Question

Consider a business model in which two products, X and Y are produced. There are 160 pounds of material and 120 hours of labor available. It requires 4 pounds of material and 2 hours of labor to produce one unit of X. It requires 4 pounds of material and 6 units of labor to produce one unit of Y.

The profit for X is $35 and the profit for Y is $55. The business needs to know how many units of each product to produce to maximize resources and maximize profits. Express your answer in (x = , y = )

Maximize Z = 35x + 55y

subject to:

4x + 4y = 160

2x + 6y = 120

Answer 1

The maximum profit is $1600 at x=30 and y=10.

Explanation:

Let x be the number of units of product X.

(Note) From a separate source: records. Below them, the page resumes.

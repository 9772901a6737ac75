use chrono::{DateTime, Utc};
use serde::Serialize;

use super::Principal;

/// A server-side login session keyed by an opaque random identifier.
#[derive(Debug, Clone, PartialEq, Eq, Serialize)]
pub struct Session {
    pub id: String,
    pub principal: Principal,
    pub expires_at: DateTime<Utc>,
}

impl Session {
    /// Expired once `now` reaches `expires_at`.
    pub fn is_expired(&self, now: DateTime<Utc>) -> bool {
        now >= self.expires_at
    }
}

y be the number of units of product Y.

The profit for X is $35 and the profit for Y is $55.

Maximize
`Z = 35x + 55y` ..... (1)

It requires 4 pounds of material and 2 hours of labor to produce one unit of X. It requires 4 pounds of material and 6 units of labor to produce one unit of Y.

Total material = 4x+4y

Total labor = 2x+6y

There are 160 pounds of material and 120 hours of labor available.

`4x+4y\leq 160` .... (2)

`2x+6y\leq 120` ..... (3)

`x\geq 0,y\geq 0`

The related line of inequality (2) and (3) are solid line because the sign of equality "≤" contains all the point on line in the solution set.

Check the inequalities by (0,0).

`4(0)+4(0)\leq 160`

`0\leq 160`

This statement is true.

`2x+6y\leq 120`

`2(0)+6(0)\leq 120`

`0\leq 120`

It means shaded region of both inequalities contain (0,0).

The extreme points of common shaded region are (0,0), (0,20), (40,0) and (30,10).

At (0,0),

`Z = 35(0) + 55(0)=0`

At (0,20),

`Z = 35(0) + 55(20)=110`

At (40,0),

`Z = 35(40) + 55(0)=140`

At (30,10),

`Z = 35(30) + 55(10)=1600`

Therefore the maximum profit is $1600 at x=30 and y=10.